State v. Buffalo Chip

Decision Date10 November 2020
Docket Number#28916
Citation951 N.W.2d 387
CourtSouth Dakota Supreme Court
Parties STATE of South Dakota, acting THROUGH the ATTORNEY GENERAL, Petitioner and Appellee, v. BUFFALO CHIP, South Dakota, Respondent and Appellant.

[¶3.] Buffalo Chip appeals an order of the circuit court dissolving its municipal incorporation, asserting that the State lacks authority to petition the court for such relief. Buffalo Chip also contends the circuit court erred in holding that it failed to satisfy the residency requirements in SDCL 9-3-1. We affirm.

Facts and Procedural History

[¶4.] At the heart of this case is the validity of Buffalo Chip's status as a newly incorporated municipality in Meade County, South Dakota. The Buffalo Chip is a campground just outside of Sturgis, South Dakota, home of the famous Sturgis Motorcycle Rally. The Rally draws hundreds of thousands of motorcycle enthusiasts to Sturgis each year and is held during the first full week of August.

[¶5.] The controversy giving rise to this case began in February 2015, when area residents petitioned the Meade County Board of County Commissioners (the Board) for incorporation of the Buffalo Chip campground as a city. The Board approved an amended petition on February 27, 2015. At the time, SDCL 9-3-1 provided that: "No municipality shall be incorporated which contains less than one hundred legal residents or less than thirty voters."1 After holding a hearing and considering testimony, the Board concluded that the area of incorporation had more than thirty registered voters and that more than a quarter of the voters had signed the amended petition as required by SDCL 9-3-5. The Board, believing SDCL 9-3-1 had been satisfied, approved the incorporation of Buffalo Chip City. It scheduled an election for May 7, 2015, so the voters in the proposed area could approve or reject the Board's decision. On March 31, 2015, several Meade County residents and the City of Sturgis appealed the Board's decision under SDCL 7-8-27, and Buffalo Chip intervened. The circuit court denied the City of Sturgis's motion to stay the election, so it proceeded as scheduled.
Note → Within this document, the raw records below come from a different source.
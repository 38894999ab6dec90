//! Shared HTTP plumbing: client construction and error mapping.

use std::time::Duration;

use reqwest::{Client, Response, StatusCode};
use serde::de::DeserializeOwned;
use sitelens_core::LensError;
use url::Url;

/// `User-Agent` sent with every request.
pub const USER_AGENT: &str = concat!("sitelens/", env!("CARGO_PKG_VERSION"));

/// Upper bound on bodies read from the analyzed site.
pub(crate) const MAX_BODY_BYTES: usize = 2 * 1024 * 1024;

/// Build the client shared by all providers.
///
/// No overall request timeout is set here; the resolver bounds every
/// provider call itself.
///
/// # Errors
/// Returns `Other` if the TLS backend cannot be initialized.
pub fn default_client() -> Result<Client, LensError> {
    Client::builder()
        .user_agent(USER_AGENT)
        .connect_timeout(Duration::from_secs(5))
        .build()
        .map_err(|e| LensError::Other(format!("failed to build http client: {e}")))
}

pub(crate) fn transport_err(provider: &str, e: &reqwest::Error) -> LensError {
    if e.is_decode() {
        LensError::malformed(provider, e.to_string())
    } else {
        LensError::network(provider, e.to_string())
    }
}

/// Reject non-success statuses. Rate limiting is reported by the provider
/// itself rather than the network.
pub(crate) fn check_status(provider: &str, resp: Response) -> Result<Response, LensError> {
    let status = resp.status();
    if status == StatusCode::TOO_MANY_REQUESTS {
        return Err(LensError::provider(provider, "rate limited (HTTP 429)"));
    }
    if !status.is_success() {
        return Err(LensError::network(provider, format!("HTTP {status}")));
    }
    Ok(resp)
}

pub(crate) async fn get_text(
    client: &Client,
    provider: &str,
    url: Url,
    accept: Option<&str>,
) -> Result<String, LensError> {
    #[cfg(feature = "tracing")]
    tracing::debug!(provider, url = %url, "GET");
    let mut req = client.get(url);
    if let Some(accept) = accept {
        req = req.header(reqwest::header::ACCEPT, accept);
    }
    let resp = req.send().await.map_err(|e| transport_err(provider, &e))?;
    let resp = check_status(provider, resp)?;
    resp.text().await.map_err(|e| transport_err(provider, &e))
}

pub(crate) async fn get_json<T: DeserializeOwned>(
    client: &Client,
    provider: &str,
    url: Url,
    accept: Option<&str>,
) -> Result<T, LensError> {
    let body = get_text(client, provider, url, accept).await?;
    parse_json(provider, &body)
}

pub(crate) fn parse_json<T: DeserializeOwned>(provider: &str, body: &str) -> Result<T, LensError> {
    serde_json::from_str(body).map_err(|e| LensError::malformed(provider, e.to_string()))
}

/// `endpoint` with `segments` appended to its path, each percent-encoded.
pub(crate) fn url_with_segments(endpoint: &str, segments: &[&str]) -> Result<Url, LensError> {
    let mut url = Url::parse(endpoint)?;
    url.path_segments_mut()
        .map_err(|()| LensError::InvalidArg(format!("endpoint cannot take a path: {endpoint}")))?
        .pop_if_empty()
        .extend(segments);
    Ok(url)
}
The vote was in favor of Buffalo Chip, and, accordingly, on May 20, 2015, it filed its articles of municipal incorporation with the Secretary of State. At the time of incorporation, Buffalo Chip did not have one hundred legal residents, but it did have more than thirty registered voters.

[¶6.] After more than a year of litigation, the circuit court declared the Board's decision, ordering the incorporation of Buffalo Chip (with the assent of the qualified voters), a legal nullity due to deficiencies in the petitioners’ filings and the Board's procedural process. The court ordered that any and all actions taken by Buffalo Chip be "void ab initio." Buffalo Chip and the Board appealed the circuit court's ruling to this Court. See Lippold v. Meade Cnty. Bd. of Comm'rs , 2018 S.D. 7, 906 N.W.2d 917.
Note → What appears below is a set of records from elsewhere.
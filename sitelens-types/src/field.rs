use core::fmt;

use serde::{Deserialize, Serialize};

use crate::QueryKind;

/// Provider-independent semantic field of a normalized record.
///
/// Each field belongs to exactly one [`QueryKind`].
#[derive(Debug, Clone, Copy, PartialEq, Eq, Hash, PartialOrd, Ord, Serialize, Deserialize)]
#[serde(rename_all = "kebab-case")]
pub enum Field {
    /// Whether the site answered.
    Accessible,
    /// HTTP status code returned by the site.
    ResponseCode,
    /// Round-trip time of the probe.
    ResponseTime,

    /// First IPv4 address the domain resolves to.
    IpAddress,
    /// Classification of that address (public, private, IPv6, ...).
    IpType,
    /// TTL of the address record, in seconds.
    Ttl,

    /// Authoritative nameservers.
    Nameservers,

    /// DNSSEC status ("Enabled" / "Not enabled").
    Dnssec,

    /// Hosting provider derived from the network owner or domain.
    HostingProvider,
    /// City, region and country of the server.
    ServerLocation,
    /// Autonomous system of the server's network.
    Asn,
    /// Internet service provider of the server's network.
    Isp,
    /// Server timezone.
    Timezone,
    /// ISO country code of the server.
    CountryCode,

    /// Web server software.
    WebServer,
    /// Content delivery network in front of the site.
    CdnProvider,
    /// Security headers present on the response.
    SecurityHeaders,
    /// Framework or CMS.
    Framework,
    /// Programming language or runtime.
    Language,

    /// Document title.
    PageTitle,
    /// Meta description.
    MetaDescription,
    /// Number of `<h1>` elements.
    H1Count,
    /// Number of images.
    ImageCount,
    /// Number of links.
    LinkCount,
    /// Whether the page declares a responsive viewport.
    MobileOptimized,
}

impl Field {
    /// The query kind whose records carry this field.
    #[must_use]
    pub const fn kind(self) -> QueryKind {
        match self {
            Self::Accessible | Self::ResponseCode | Self::ResponseTime => QueryKind::Reachability,
            Self::IpAddress | Self::IpType | Self::Ttl => QueryKind::Dns,
            Self::Nameservers => QueryKind::Nameservers,
            Self::Dnssec => QueryKind::Dnssec,
            Self::HostingProvider
            | Self::ServerLocation
            | Self::Asn
            | Self::Isp
            | Self::Timezone
            | Self::CountryCode => QueryKind::Hosting,
            Self::WebServer
            | Self::CdnProvider
            | Self::SecurityHeaders
            | Self::Framework
            | Self::Language => QueryKind::Headers,
            Self::PageTitle
            | Self::MetaDescription
            | Self::H1Count
            | Self::ImageCount
            | Self::LinkCount
            | Self::MobileOptimized => QueryKind::Seo,
        }
    }

    /// Stable, kebab-case identifier.
    #[must_use]
    pub const fn as_str(self) -> &'static str {
        match self {
            Self::Accessible => "accessible",
            Self::ResponseCode => "response-code",
            Self::ResponseTime => "response-time",
            Self::IpAddress => "ip-address",
            Self::IpType => "ip-type",
            Self::Ttl => "ttl",
            Self::Nameservers => "nameservers",
            Self::Dnssec => "dnssec",
            Self::HostingProvider => "hosting-provider",
            Self::ServerLocation => "server-location",
            Self::Asn => "asn",
            Self::Isp => "isp",
            Self::Timezone => "timezone",
            Self::CountryCode => "country-code",
            Self::WebServer => "web-server",
            Self::CdnProvider => "cdn-provider",
            Self::SecurityHeaders => "security-headers",
            Self::Framework => "framework",
            Self::Language => "language",
            Self::PageTitle => "page-title",
            Self::MetaDescription => "meta-description",
            Self::H1Count => "h1-count",
            Self::ImageCount => "image-count",
            Self::LinkCount => "link-count",
            Self::MobileOptimized => "mobile-optimized",
        }
    }

    /// Human-readable label used by reports.
    #[must_use]
    pub const fn label(self) -> &'static str {
        match self {
            Self::Accessible => "Accessible",
            Self::ResponseCode => "Response Code",
            Self::ResponseTime => "Response Time",
            Self::IpAddress => "IP Address",
            Self::IpType => "IP Type",
            Self::Ttl => "TTL",
            Self::Nameservers => "Nameservers",
            Self::Dnssec => "DNSSEC",
            Self::HostingProvider => "Hosting Provider",
            Self::ServerLocation => "Server Location",
            Self::Asn => "ASN",
            Self::Isp => "ISP",
            Self::Timezone => "Timezone",
            Self::CountryCode => "Country Code",
            Self::WebServer => "Web Server",
            Self::CdnProvider => "CDN",
            Self::SecurityHeaders => "Security Headers",
            Self::Framework => "Framework",
            Self::Language => "Programming Language",
            Self::PageTitle => "Page Title",
            Self::MetaDescription => "Meta Description",
            Self::H1Count => "H1 Tags",
            Self::ImageCount => "Images",
            Self::LinkCount => "Links",
            Self::MobileOptimized => "Mobile Optimized",
        }
    }

    /// Text shown in place of an `Unknown` value. Never blank.
    #[must_use]
    pub const fn unknown_label(self) -> &'static str {
        match self {
            Self::Accessible | Self::ResponseCode => "Unable to connect",
            Self::ResponseTime => "Not measured",
            Self::Nameservers => "Unable to determine nameservers",
            Self::Dnssec => "Unable to verify",
            Self::HostingProvider | Self::Framework => "Unable to determine",
            Self::ServerLocation => "Unknown location",
            Self::SecurityHeaders => "Unable to check",
            Self::PageTitle | Self::MetaDescription => "Unable to retrieve",
            Self::H1Count | Self::ImageCount | Self::LinkCount => "Unable to count",
            Self::IpAddress
            | Self::IpType
            | Self::Ttl
            | Self::Asn
            | Self::Isp
            | Self::Timezone
            | Self::CountryCode
            | Self::WebServer
            | Self::CdnProvider
            | Self::Language
            | Self::MobileOptimized => "Unknown",
        }
    }
}

impl fmt::Display for Field {
    fn fmt(&self, f: &mut fmt::Formatter<'_>) -> fmt::Result {
        f.write_str(self.as_str())
    }
}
[¶7.] In Lippold , we reversed and vacated the circuit court's judgment, holding that Sturgis and the other petitioners lacked standing to challenge Buffalo Chip's incorporation. Id. ¶ 31, 906 N.W.2d at 926. We held that pursuant to SDCL 9-3-20, only the State of South Dakota, or someone acting on its behalf, could challenge the incorporation of a city that is already acting as a municipality.2

[¶8.] On March 14, 2018, the State petitioned this Court, requesting permission to commence an action in the nature of quo warranto and asking this Court to exercise original jurisdiction over the proceedings. We denied the request on May 10, 2018, with leave to file in circuit court.
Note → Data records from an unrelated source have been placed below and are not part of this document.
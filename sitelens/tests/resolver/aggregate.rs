use std::collections::BTreeSet;
use std::time::Duration;

use sitelens::{Field, Lens, LensError, QueryKind, StageEvent};
use tokio::sync::mpsc;
use tokio::time::Instant;

use crate::helpers::{StubProvider, fixtures, target};

fn full_stub(name: &'static str) -> std::sync::Arc<StubProvider> {
    fixtures::full_set()
        .into_iter()
        .fold(StubProvider::builder(name), |b, r| b.returns(r))
        .build()
}

#[tokio::test]
async fn every_requested_kind_is_present() {
    let lens = Lens::builder()
        .with_provider(full_stub("all"))
        .build()
        .unwrap();

    let kinds = [
        QueryKind::Dns,
        QueryKind::Hosting,
        QueryKind::Dns,
        QueryKind::Seo,
    ];
    let out = lens.aggregate(&target(), &kinds).await;

    assert_eq!(out.len(), 3);
    let got: BTreeSet<_> = out.kinds().collect();
    let want: BTreeSet<_> = [QueryKind::Dns, QueryKind::Hosting, QueryKind::Seo]
        .into_iter()
        .collect();
    assert_eq!(got, want);
    assert_eq!(out.succeeded_count(), 3);
    assert_eq!(
        out.field(Field::IpAddress).as_text(),
        Some("93.184.216.34")
    );
}

#[tokio::test]
async fn failing_kinds_do_not_affect_others() {
    let dns = StubProvider::builder("dns")
        .returns(fixtures::dns_record("1.2.3.4"))
        .fails_for(QueryKind::Hosting, LensError::network("dns", "down"))
        .build();

    let lens = Lens::builder().with_provider(dns).build().unwrap();
    let out = lens
        .aggregate(&target(), &[QueryKind::Dns, QueryKind::Hosting, QueryKind::Seo])
        .await;

    assert_eq!(out.len(), 3);
    assert!(out.get(QueryKind::Dns).unwrap().succeeded());
    assert!(!out.get(QueryKind::Hosting).unwrap().succeeded());
    assert!(!out.get(QueryKind::Seo).unwrap().succeeded());
    assert_eq!(
        out.field(Field::HostingProvider),
        &sitelens::FieldValue::Unknown
    );
}

#[tokio::test(start_paused = true)]
async fn kinds_resolve_concurrently() {
    let slow = fixtures::full_set()
        .into_iter()
        .fold(StubProvider::builder("slow").delay_ms(100), |b, r| {
            b.returns(r)
        })
        .build();

    let lens = Lens::builder().with_provider(slow).build().unwrap();

    let started = Instant::now();
    let out = lens.aggregate(&target(), &QueryKind::ALL).await;
    assert_eq!(out.succeeded_count(), QueryKind::ALL.len());
    assert!(started.elapsed() < Duration::from_millis(200));
}

#[tokio::test(start_paused = true)]
async fn request_deadline_keeps_settled_kinds() {
    let p = StubProvider::builder("p")
        .returns(fixtures::dns_record("1.2.3.4"))
        .hangs_for(QueryKind::Hosting)
        .build();

    let lens = Lens::builder()
        .with_provider(p)
        .provider_timeout(Duration::from_secs(5))
        .request_timeout(Duration::from_secs(1))
        .build()
        .unwrap();

    let started = Instant::now();
    let out = lens
        .aggregate(&target(), &[QueryKind::Dns, QueryKind::Hosting])
        .await;

    assert!(started.elapsed() < Duration::from_secs(2));
    assert_eq!(out.len(), 2);
    assert!(out.get(QueryKind::Dns).unwrap().succeeded());
    let hosting = out.get(QueryKind::Hosting).unwrap();
    assert!(!hosting.succeeded());
    assert_eq!(
        hosting.errors(),
        &[LensError::RequestTimeout {
            kind: "hosting".into()
        }]
    );
}

#[tokio::test]
async fn progress_reports_each_kind_once() {
    let lens = Lens::builder()
        .with_provider(full_stub("all"))
        .build()
        .unwrap();

    let (tx, mut rx) = mpsc::unbounded_channel::<StageEvent>();
    let out = lens
        .aggregate_with_progress(&target(), &QueryKind::ALL, tx)
        .await;

    let mut events = Vec::new();
    while let Some(e) = rx.recv().await {
        events.push(e);
    }

    assert_eq!(events.len(), out.len());
    let indices: Vec<_> = events.iter().map(|e| e.index).collect();
    assert_eq!(indices, (1..=QueryKind::ALL.len()).collect::<Vec<_>>());
    assert!(events.iter().all(|e| e.total == QueryKind::ALL.len()));
    let kinds: BTreeSet<_> = events.iter().map(|e| e.kind).collect();
    assert_eq!(kinds.len(), QueryKind::ALL.len());
    assert!(events.iter().all(|e| e.succeeded && e.source.is_some()));
}

#[tokio::test(start_paused = true)]
async fn progress_covers_kinds_cut_off_by_deadline() {
    let p = StubProvider::builder("p")
        .returns(fixtures::dns_record("1.2.3.4"))
        .hangs_for(QueryKind::Seo)
        .build();

    let lens = Lens::builder()
        .with_provider(p)
        .request_timeout(Duration::from_millis(500))
        .build()
        .unwrap();

    let (tx, mut rx) = mpsc::unbounded_channel();
    let _ = lens
        .aggregate_with_progress(&target(), &[QueryKind::Dns, QueryKind::Seo], tx)
        .await;

    let first: StageEvent = rx.recv().await.unwrap();
    let second: StageEvent = rx.recv().await.unwrap();
    assert_eq!((first.kind, first.succeeded), (QueryKind::Dns, true));
    assert_eq!((second.kind, second.succeeded), (QueryKind::Seo, false));
    assert!(rx.recv().await.is_none());
}

#[tokio::test]
async fn dropped_receiver_does_not_affect_result() {
    let lens = Lens::builder()
        .with_provider(full_stub("all"))
        .build()
        .unwrap();

    let (tx, rx) = mpsc::unbounded_channel();
    drop(rx);
    let out = lens
        .aggregate_with_progress(&target(), &[QueryKind::Dns], tx)
        .await;
    assert_eq!(out.succeeded_count(), 1);
}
[¶9.] On May 29, 2018, the State filed a petition for, or in the nature of, a writ of quo warranto with the circuit court seeking a judgment under SDCL chapter 21-28 declaring that Buffalo Chip did not lawfully incorporate as a municipality, and should, therefore, be excluded from its corporate rights, privileges, and franchise, and be dissolved as a municipal corporation.3 The State asserted that SDCL 21-28-2(3) authorizes it "to bring an equitable action against any association or number of persons acting as a corporation without being duly incorporated."4 As additional authority for its right to proceed, the State cited SDCL 9-3-20, which permits the State to inquire into the "regularity of the organization of any acting municipalit[.]"

[¶10.] Buffalo Chip moved to dismiss the lawsuit, contending that SDCL 21-28-12 expressly forbids the State from commencing an action to vacate an existing municipal corporation. That statute provides that "[a]n action may be brought ... for the purpose of vacating the charter or articles of incorporation, or for annulling the existence of corporations other than municipal [.]" SDCL 21-28-12 (emphasis added). The circuit court disagreed that SDCL 21-28-12 applied and denied Buffalo Chip's motion to dismiss, holding that the State qualifies as a person with a "special interest in the action" under SDCL 21-28-2(3) and also has authority under SDCL 9-3-20 as the only entity that may inquire into the regularity of an acting municipality's organization.

[¶11.] In January 2019, the parties filed cross-motions for summary judgment and included in their submissions a stipulated statement of material facts. Buffalo Chip again challenged the State's authority to proceed, arguing that SDCL 9-3-20, while permitting the State to inquire into the regularity of an existing municipality, did not authorize it to take action once the Board approved the municipality's incorporation. The parties also debated the proper interpretation of SDCL 9-3-1, the statute setting certain parameters for incorporation. The State argued Buffalo Chip needed both one hundred legal residents and thirty voters to satisfy SDCL 9-3-1. Buffalo Chip disagreed, arguing that SDCL 9-3-1 required either one hundred legal residents or thirty voters but not both.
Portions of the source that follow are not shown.